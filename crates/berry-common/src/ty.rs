//! Type representation for the Berry type system.
//!
//! `Ty` is a closed sum of the concrete types plus `Untyped`, a placeholder
//! for a literal whose type has not been pinned down yet. A placeholder owns
//! no content: it is an index into the checker's resolution table and only
//! means something while that table is alive.

use std::fmt;

use serde::Serialize;

/// Identity of a deferred placeholder in the active resolution table.
#[derive(Copy, Clone, Debug, PartialEq, Eq, Hash, Serialize)]
pub struct UntypedId(pub u32);

/// Constraint carried by an equivalence class of placeholders.
///
/// Ordered by specificity: `Null ⊑ Number ⊑ {Int, Float}`. `Int` and
/// `Float` are incomparable.
#[derive(Copy, Clone, Debug, PartialEq, Eq, Hash, Serialize)]
pub enum UntypedKind {
    Null,
    Number,
    Int,
    Float,
}

impl UntypedKind {
    /// The more specific of two kinds, or `None` when they conflict.
    pub fn dominant(self, other: UntypedKind) -> Option<UntypedKind> {
        use UntypedKind::*;
        match (self, other) {
            (Null, k) | (k, Null) => Some(k),
            (Number, k) | (k, Number) => Some(k),
            (a, b) if a == b => Some(a),
            _ => None,
        }
    }

    /// Whether a class of this kind may commit to the concrete type `ty`.
    pub fn accepts(self, ty: &Ty) -> bool {
        match self {
            UntypedKind::Null => true,
            UntypedKind::Number => matches!(ty, Ty::Int { .. } | Ty::Float { .. }),
            UntypedKind::Int => matches!(ty, Ty::Int { .. }),
            UntypedKind::Float => matches!(ty, Ty::Float { .. }),
        }
    }
}

impl fmt::Display for UntypedKind {
    fn fmt(&self, f: &mut fmt::Formatter<'_>) -> fmt::Result {
        let name = match self {
            UntypedKind::Null => "untyped null",
            UntypedKind::Number => "untyped number",
            UntypedKind::Int => "untyped int",
            UntypedKind::Float => "untyped float",
        };
        f.write_str(name)
    }
}

#[derive(Copy, Clone, Debug, PartialEq, Eq, Hash, Serialize)]
pub enum IntWidth {
    W8,
    W16,
    W32,
    W64,
}

impl IntWidth {
    pub fn bits(self) -> u32 {
        match self {
            IntWidth::W8 => 8,
            IntWidth::W16 => 16,
            IntWidth::W32 => 32,
            IntWidth::W64 => 64,
        }
    }
}

#[derive(Copy, Clone, Debug, PartialEq, Eq, Hash, Serialize)]
pub enum FloatWidth {
    W32,
    W64,
}

impl FloatWidth {
    pub fn bits(self) -> u32 {
        match self {
            FloatWidth::W32 => 32,
            FloatWidth::W64 => 64,
        }
    }
}

/// A Berry type.
#[derive(Clone, Debug, PartialEq, Eq, Hash, Serialize)]
pub enum Ty {
    Int { width: IntWidth, signed: bool },
    Float { width: FloatWidth },
    Bool,
    Unit,
    Pointer { elem: Box<Ty>, is_const: bool },
    Func { params: Vec<Ty>, ret: Box<Ty> },
    /// A deferred literal type; resolves through the resolution table.
    Untyped(UntypedId),
}

impl Ty {
    pub fn int(width: IntWidth, signed: bool) -> Ty {
        Ty::Int { width, signed }
    }

    pub fn i8() -> Ty {
        Ty::int(IntWidth::W8, true)
    }

    pub fn u8() -> Ty {
        Ty::int(IntWidth::W8, false)
    }

    pub fn i16() -> Ty {
        Ty::int(IntWidth::W16, true)
    }

    pub fn u16() -> Ty {
        Ty::int(IntWidth::W16, false)
    }

    pub fn i32() -> Ty {
        Ty::int(IntWidth::W32, true)
    }

    pub fn u32() -> Ty {
        Ty::int(IntWidth::W32, false)
    }

    pub fn i64() -> Ty {
        Ty::int(IntWidth::W64, true)
    }

    pub fn u64() -> Ty {
        Ty::int(IntWidth::W64, false)
    }

    pub fn f32() -> Ty {
        Ty::Float {
            width: FloatWidth::W32,
        }
    }

    pub fn f64() -> Ty {
        Ty::Float {
            width: FloatWidth::W64,
        }
    }

    pub fn pointer(elem: Ty, is_const: bool) -> Ty {
        Ty::Pointer {
            elem: Box::new(elem),
            is_const,
        }
    }

    pub fn func(params: Vec<Ty>, ret: Ty) -> Ty {
        Ty::Func {
            params,
            ret: Box::new(ret),
        }
    }

    /// Concrete integer or float.
    pub fn is_numeric(&self) -> bool {
        matches!(self, Ty::Int { .. } | Ty::Float { .. })
    }

    /// True when no placeholder appears anywhere inside this type.
    pub fn is_concrete(&self) -> bool {
        match self {
            Ty::Untyped(_) => false,
            Ty::Pointer { elem, .. } => elem.is_concrete(),
            Ty::Func { params, ret } => params.iter().all(Ty::is_concrete) && ret.is_concrete(),
            _ => true,
        }
    }
}

impl fmt::Display for Ty {
    fn fmt(&self, f: &mut fmt::Formatter<'_>) -> fmt::Result {
        match self {
            Ty::Int { width, signed } => {
                let prefix = if *signed { 'i' } else { 'u' };
                write!(f, "{prefix}{}", width.bits())
            }
            Ty::Float { width } => write!(f, "f{}", width.bits()),
            Ty::Bool => write!(f, "bool"),
            Ty::Unit => write!(f, "()"),
            Ty::Pointer { elem, is_const } => {
                if *is_const {
                    write!(f, "*const {elem}")
                } else {
                    write!(f, "*{elem}")
                }
            }
            Ty::Func { params, ret } => {
                match params.as_slice() {
                    [] => write!(f, "()")?,
                    [only] => write!(f, "{only}")?,
                    many => {
                        write!(f, "(")?;
                        for (i, p) in many.iter().enumerate() {
                            if i > 0 {
                                write!(f, ", ")?;
                            }
                            write!(f, "{p}")?;
                        }
                        write!(f, ")")?;
                    }
                }
                write!(f, " -> {ret}")
            }
            Ty::Untyped(id) => write!(f, "?{}", id.0),
        }
    }
}

#[cfg(test)]
mod tests {
    use super::*;

    #[test]
    fn display_primitives() {
        assert_eq!(Ty::i8().to_string(), "i8");
        assert_eq!(Ty::u64().to_string(), "u64");
        assert_eq!(Ty::f32().to_string(), "f32");
        assert_eq!(Ty::Bool.to_string(), "bool");
        assert_eq!(Ty::Unit.to_string(), "()");
    }

    #[test]
    fn display_pointers_and_functions() {
        assert_eq!(Ty::pointer(Ty::i32(), false).to_string(), "*i32");
        assert_eq!(Ty::pointer(Ty::u8(), true).to_string(), "*const u8");
        assert_eq!(Ty::func(vec![], Ty::Unit).to_string(), "() -> ()");
        assert_eq!(Ty::func(vec![Ty::i32()], Ty::Bool).to_string(), "i32 -> bool");
        assert_eq!(
            Ty::func(vec![Ty::i32(), Ty::f64()], Ty::Unit).to_string(),
            "(i32, f64) -> ()"
        );
    }

    #[test]
    fn dominant_kind_lattice() {
        use UntypedKind::*;
        assert_eq!(Null.dominant(Float), Some(Float));
        assert_eq!(Number.dominant(Int), Some(Int));
        assert_eq!(Float.dominant(Number), Some(Float));
        assert_eq!(Number.dominant(Number), Some(Number));
        assert_eq!(Int.dominant(Float), None);
        assert_eq!(Float.dominant(Int), None);
    }

    #[test]
    fn kind_accepts() {
        assert!(UntypedKind::Null.accepts(&Ty::pointer(Ty::i32(), false)));
        assert!(UntypedKind::Number.accepts(&Ty::f64()));
        assert!(UntypedKind::Number.accepts(&Ty::u8()));
        assert!(!UntypedKind::Int.accepts(&Ty::f32()));
        assert!(!UntypedKind::Float.accepts(&Ty::i32()));
        assert!(!UntypedKind::Number.accepts(&Ty::Bool));
    }

    #[test]
    fn concreteness_is_deep() {
        assert!(Ty::pointer(Ty::i32(), false).is_concrete());
        assert!(!Ty::pointer(Ty::Untyped(UntypedId(0)), false).is_concrete());
        assert!(!Ty::func(vec![Ty::Untyped(UntypedId(1))], Ty::Unit).is_concrete());
    }
}
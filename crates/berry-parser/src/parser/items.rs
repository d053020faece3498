//! Top-level definitions, metadata, blocks and statements.

use berry_common::diagnostic::Category;
use berry_common::token::TokenKind;
use berry_common::ty::Ty;

use crate::ast::{Block, Def, FuncDef, GlobalVar, LocalVar, MetaTag, Metadata, Stmt};
use crate::symbol::{SymbolId, SymbolKind};

use super::expressions::parse_expr;
use super::types::parse_type_label;
use super::{PResult, Parser};

/// `metadata? (func_def | global_var)`
///
/// The definition is declared in the global table; it is only queued for
/// checking when both its name and its metadata tags were unique.
pub(super) fn parse_def(p: &mut Parser) -> PResult<()> {
    let (metadata, tags_unique) = if p.at(&TokenKind::At) {
        parse_metadata(p)?
    } else {
        (Metadata::new(), true)
    };

    let def = match p.current() {
        TokenKind::Func => parse_func_def(p, metadata)?,
        TokenKind::Let => parse_global_var(p, metadata)?,
        _ => return Err(p.unexpected()),
    };

    let declared = p.declare_global(def.symbol());
    if declared && tags_unique {
        p.module.defs.push(def);
    } else {
        tracing::debug!(symbol = ?def.symbol(), "dropping rejected definition");
    }
    Ok(())
}

// ── Metadata ─────────────────────────────────────────────────────────────

/// `'@' tag | '@' '[' tag (',' tag)* ']'`
///
/// Returns the tags and whether every tag name was unique.
fn parse_metadata(p: &mut Parser) -> PResult<(Metadata, bool)> {
    p.expect(&TokenKind::At)?;
    let mut meta = Metadata::new();
    let mut unique = true;

    if p.eat(&TokenKind::LBracket) {
        loop {
            unique &= parse_meta_tag(p, &mut meta)?;
            if !p.eat(&TokenKind::Comma) {
                break;
            }
        }
        p.expect(&TokenKind::RBracket)?;
    } else {
        unique &= parse_meta_tag(p, &mut meta)?;
    }

    Ok((meta, unique))
}

/// `IDENT ('(' STRING ')')?`
fn parse_meta_tag(p: &mut Parser, meta: &mut Metadata) -> PResult<bool> {
    let name_tok = p.expect(&TokenKind::Ident)?;
    let mut tag = MetaTag {
        name: p.text(name_tok.span).to_string(),
        name_span: name_tok.span,
        value: None,
        value_span: None,
    };

    if p.eat(&TokenKind::LParen) {
        let value_tok = p.expect(&TokenKind::StringLiteral)?;
        p.expect(&TokenKind::RParen)?;
        tag.value = Some(decode_string(p.text(value_tok.span)));
        tag.value_span = Some(value_tok.span);
    }

    match meta.insert(tag) {
        Ok(()) => Ok(true),
        Err(dup) => {
            p.report(
                Category::Metadata,
                "multiple meta tags with same name",
                dup.name_span,
            );
            Ok(false)
        }
    }
}

/// Strip the quotes of a lexed string literal and resolve its escapes.
fn decode_string(literal: &str) -> String {
    let inner = literal
        .strip_prefix('"')
        .and_then(|s| s.strip_suffix('"'))
        .unwrap_or(literal);
    let mut out = String::with_capacity(inner.len());
    let mut chars = inner.chars();
    while let Some(c) = chars.next() {
        if c == '\\' {
            if let Some(esc) = chars.next().and_then(berry_lexer::unescape) {
                out.push(esc);
            }
        } else {
            out.push(c);
        }
    }
    out
}

// ── Functions ────────────────────────────────────────────────────────────

/// `'func' IDENT '(' params? ')' type? (block | ';')`
fn parse_func_def(p: &mut Parser, metadata: Metadata) -> PResult<Def> {
    let start = p.expect(&TokenKind::Func)?.span;
    let name_tok = p.expect(&TokenKind::Ident)?;

    p.expect(&TokenKind::LParen)?;
    let params = if p.at(&TokenKind::RParen) {
        Vec::new()
    } else {
        parse_params(p)?
    };
    p.expect(&TokenKind::RParen)?;

    let return_ty = if p.at(&TokenKind::Semicolon) || p.at(&TokenKind::LBrace) {
        Ty::Unit
    } else {
        parse_type_label(p)?
    };

    let body = match p.current() {
        TokenKind::Semicolon => {
            p.advance();
            None
        }
        TokenKind::LBrace => Some(parse_block(p)?),
        _ => return Err(p.unexpected()),
    };

    let func_ty = Ty::func(
        params.iter().map(|(_, ty)| ty.clone()).collect(),
        return_ty.clone(),
    );
    let symbol = p.alloc_symbol(&name_tok, SymbolKind::Function, Some(func_ty), false);

    Ok(Def::Func(FuncDef {
        file: p.file.id,
        span: p.span_from(start),
        metadata,
        symbol,
        params: params.into_iter().map(|(id, _)| id).collect(),
        return_ty,
        body,
    }))
}

/// Parameter groups: `a, b: i32, c: f64`. Every name in a group shares the
/// group's type.
fn parse_params(p: &mut Parser) -> PResult<Vec<(SymbolId, Ty)>> {
    let mut params = Vec::new();
    loop {
        let mut names = vec![p.expect(&TokenKind::Ident)?];
        while p.eat(&TokenKind::Comma) {
            names.push(p.expect(&TokenKind::Ident)?);
        }
        p.expect(&TokenKind::Colon)?;
        let ty = parse_type_label(p)?;

        for name in &names {
            let id = p.alloc_symbol(name, SymbolKind::Value, Some(ty.clone()), true);
            params.push((id, ty.clone()));
        }

        if !p.eat(&TokenKind::Comma) {
            break;
        }
    }
    Ok(params)
}

// ── Variables ────────────────────────────────────────────────────────────

/// `var_decl ';'` at file scope.
fn parse_global_var(p: &mut Parser, metadata: Metadata) -> PResult<Def> {
    let var = parse_var_decl(p)?;
    p.expect(&TokenKind::Semicolon)?;
    Ok(Def::GlobalVar(GlobalVar {
        file: p.file.id,
        span: var.span,
        metadata,
        var,
    }))
}

/// `'let' IDENT (':' type)? ('=' expr)?` -- the initializer is mandatory
/// when the type is omitted.
fn parse_var_decl(p: &mut Parser) -> PResult<LocalVar> {
    let start = p.expect(&TokenKind::Let)?.span;
    let name_tok = p.expect(&TokenKind::Ident)?;

    let ty = if p.eat(&TokenKind::Colon) {
        Some(parse_type_label(p)?)
    } else {
        None
    };

    let init = if ty.is_none() || p.at(&TokenKind::Eq) {
        p.expect(&TokenKind::Eq)?;
        Some(parse_expr(p)?)
    } else {
        None
    };

    let symbol = p.alloc_symbol(&name_tok, SymbolKind::Value, ty, true);
    Ok(LocalVar {
        span: p.span_from(start),
        symbol,
        init,
    })
}

// ── Blocks and statements ────────────────────────────────────────────────

/// `'{' stmt* '}'`
pub(super) fn parse_block(p: &mut Parser) -> PResult<Block> {
    let start = p.expect(&TokenKind::LBrace)?.span;
    let mut stmts = Vec::new();
    while !p.at(&TokenKind::RBrace) {
        stmts.push(parse_stmt(p)?);
    }
    p.expect(&TokenKind::RBrace)?;
    Ok(Block {
        span: p.span_from(start),
        stmts,
    })
}

/// `(var_decl | expr) ';'`
fn parse_stmt(p: &mut Parser) -> PResult<Stmt> {
    let stmt = if p.at(&TokenKind::Let) {
        Stmt::Let(parse_var_decl(p)?)
    } else {
        Stmt::Expr(parse_expr(p)?)
    };
    p.expect(&TokenKind::Semicolon)?;
    Ok(stmt)
}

PROBLEM TO SOLVE: What you give back must match the material exactly, beginning with its first line and ending with the line holding "when they conflict.".

EXERCISE OUTPUT:
filename crates/berry-common/src/ty.rs
//! Type representation for the Berry type system.
//!
//! `Ty` is a closed sum of the concrete types plus `Untyped`, a placeholder
//! for a literal whose type has not been pinned down yet. A placeholder owns
//! no content: it is an index into the checker's resolution table and only
//! means something while that table is alive.

use std::fmt;

use serde::Serialize;

/// Identity of a deferred placeholder in the active resolution table.
#[derive(Copy, Clone, Debug, PartialEq, Eq, Hash, Serialize)]
pub struct UntypedId(pub u32);

/// Constraint carried by an equivalence class of placeholders.
///
/// Ordered by specificity: `Null ⊑ Number ⊑ {Int, Float}`. `Int` and
/// `Float` are incomparable.
#[derive(Copy, Clone, Debug, PartialEq, Eq, Hash, Serialize)]
pub enum UntypedKind {
    Null,
    Number,
    Int,
    Float,
}

impl UntypedKind {
    /// The more specific of two kinds, or `None` when they conflict.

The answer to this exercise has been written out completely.